What are those "details"? Well, one, Zeleny notes, involved "an extramarital affair with Callista Bisek, then a House staff member, while leading impeachment proceedings against Mr. Clinton for lying about his own sexual transgressions."

But despite the almost superhuman level of hypocrisy necessary to pull that one off, it's still not the really interesting one. That one, described as a parenthetical, goes, according to the Times, like this: "(In 1981, he and his first wife, Jackie, divorced, and he married his second wife, Marianne, that year. In an episode often cited by his detractors, he visited Jackie in the hospital in 1980 while she was recovering from a cancer operation to discuss terms of their divorce. Mr. Gingrich disputes the account.)"

Well, that's one way of putting it. In fact, that's exactly how I would put it were I Newt Gingrich and did not want anybody to know any of the disturbing details. But if I really wanted people to understand what had happened as a window into Newt's character, I would have leaned more heavily on the well-sourced version of the divorce that appeared in Esquire.

There we learn, for instance, that the former Jackie Gingrich, Newt's first wife, was his high school geometry teacher, and Gingrich started dating her at 16. He divorced her because, as he explained to an associate, "She's not young enough or pretty enough to be the wife of the president. And besides, she has cancer."

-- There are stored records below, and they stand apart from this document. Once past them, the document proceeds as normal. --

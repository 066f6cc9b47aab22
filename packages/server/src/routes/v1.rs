use utoipa_axum::router::OpenApiRouter;
use utoipa_axum::routes;

use crate::handlers;
use crate::state::AppState;

pub fn routes() -> OpenApiRouter<AppState> {
    OpenApiRouter::new()
        .nest("/auth", auth_routes())
        .nest("/teachers", teacher_routes())
        .nest("/students", student_routes())
        .nest("/parents", parent_routes())
        .nest("/subjects", subject_routes())
        .nest("/classes", class_routes())
        .nest("/lessons", lesson_routes())
        .nest("/exams", exam_routes())
        .nest("/assignments", assignment_routes())
        .nest("/results", result_routes())
        .nest("/attendance", attendance_routes())
        .nest("/events", event_routes())
        .nest("/announcements", announcement_routes())
        .nest("/forms", form_routes())
        .routes(routes!(handlers::overview::overview))
}

fn auth_routes() -> OpenApiRouter<AppState> {
    OpenApiRouter::new()
        .routes(routes!(handlers::auth::login))
        .routes(routes!(handlers::auth::me))
}

fn teacher_routes() -> OpenApiRouter<AppState> {
    OpenApiRouter::new()
        .routes(routes!(
            handlers::teacher::list_teachers,
            handlers::teacher::create_teacher
        ))
        .routes(routes!(
            handlers::teacher::get_teacher,
            handlers::teacher::update_teacher,
            handlers::teacher::delete_teacher
        ))
}

fn student_routes() -> OpenApiRouter<AppState> {
    OpenApiRouter::new()
        .routes(routes!(
            handlers::student::list_students,
            handlers::student::create_student
        ))
        .routes(routes!(
            handlers::student::get_student,
            handlers::student::update_student,
            handlers::student::delete_student
        ))
}

fn parent_routes() -> OpenApiRouter<AppState> {
    OpenApiRouter::new()
        .routes(routes!(
            handlers::parent::list_parents,
            handlers::parent::create_parent
        ))
        .routes(routes!(
            handlers::parent::get_parent,
            handlers::parent::update_parent,
            handlers::parent::delete_parent
        ))
}

fn subject_routes() -> OpenApiRouter<AppState> {
    OpenApiRouter::new()
        .routes(routes!(
            handlers::subject::list_subjects,
            handlers::subject::create_subject
        ))
        .routes(routes!(
            handlers::subject::get_subject,
            handlers::subject::update_subject,
            handlers::subject::delete_subject
        ))
}

fn class_routes() -> OpenApiRouter<AppState> {
    OpenApiRouter::new()
        .routes(routes!(
            handlers::class::list_classes,
            handlers::class::create_class
        ))
        .routes(routes!(
            handlers::class::get_class,
            handlers::class::update_class,
            handlers::class::delete_class
        ))
}

fn lesson_routes() -> OpenApiRouter<AppState> {
    OpenApiRouter::new()
        .routes(routes!(
            handlers::lesson::list_lessons,
            handlers::lesson::create_lesson
        ))
        .routes(routes!(
            handlers::lesson::get_lesson,
            handlers::lesson::update_lesson,
            handlers::lesson::delete_lesson
        ))
}

fn exam_routes() -> OpenApiRouter<AppState> {
    OpenApiRouter::new()
        .routes(routes!(
            handlers::exam::list_exams,
            handlers::exam::create_exam
        ))
        .routes(routes!(
            handlers::exam::get_exam,
            handlers::exam::update_exam,
            handlers::exam::delete_exam
        ))
}

fn assignment_routes() -> OpenApiRouter<AppState> {
    OpenApiRouter::new()
        .routes(routes!(
            handlers::assignment::list_assignments,
            handlers::assignment::create_assignment
        ))
        .routes(routes!(
            handlers::assignment::get_assignment,
            handlers::assignment::update_assignment,
            handlers::assignment::delete_assignment
        ))
}

fn result_routes() -> OpenApiRouter<AppState> {
    OpenApiRouter::new()
        .routes(routes!(
            handlers::result::list_results,
            handlers::result::create_result
        ))
        .routes(routes!(
            handlers::result::get_result,
            handlers::result::update_result,
            handlers::result::delete_result
        ))
}

fn attendance_routes() -> OpenApiRouter<AppState> {
    OpenApiRouter::new()
        .routes(routes!(
            handlers::attendance::list_attendance,
            handlers::attendance::create_attendance
        ))
        .routes(routes!(
            handlers::attendance::get_attendance,
            handlers::attendance::update_attendance,
            handlers::attendance::delete_attendance
        ))
}

fn event_routes() -> OpenApiRouter<AppState> {
    OpenApiRouter::new()
        .routes(routes!(
            handlers::event::list_events,
            handlers::event::create_event
        ))
        .routes(routes!(
            handlers::event::get_event,
            handlers::event::update_event,
            handlers::event::delete_event
        ))
}

fn announcement_routes() -> OpenApiRouter<AppState> {
    OpenApiRouter::new()
        .routes(routes!(
            handlers::announcement::list_announcements,
            handlers::announcement::create_announcement
        ))
        .routes(routes!(
            handlers::announcement::get_announcement,
            handlers::announcement::update_announcement,
            handlers::announcement::delete_announcement
        ))
}

fn form_routes() -> OpenApiRouter<AppState> {
    OpenApiRouter::new().routes(routes!(handlers::lookups::form_options))
}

He left her without any resources -- at least until the court ordered him to provide some. The family required church alms to survive. It was a pretty neat trick for a guy who argued that his opponent for the seat he eventually won would have to separate her family to move to Washington and would have to hire a nanny to fulfill her maternal obligations.

Anyway, the meeting in question took place when Gingrich stopped by the hospital to offer his divorce terms while she was recovering from uterine cancer. He then fought her so tenaciously that the soon-to-be ex-Mrs. Gingrich required a court order just to pay her utility bills.

The Times, in skirting over these decidedly unpretty details, apparently had no room to mention Gingrich's second divorce. That's too bad, because the details are almost as good.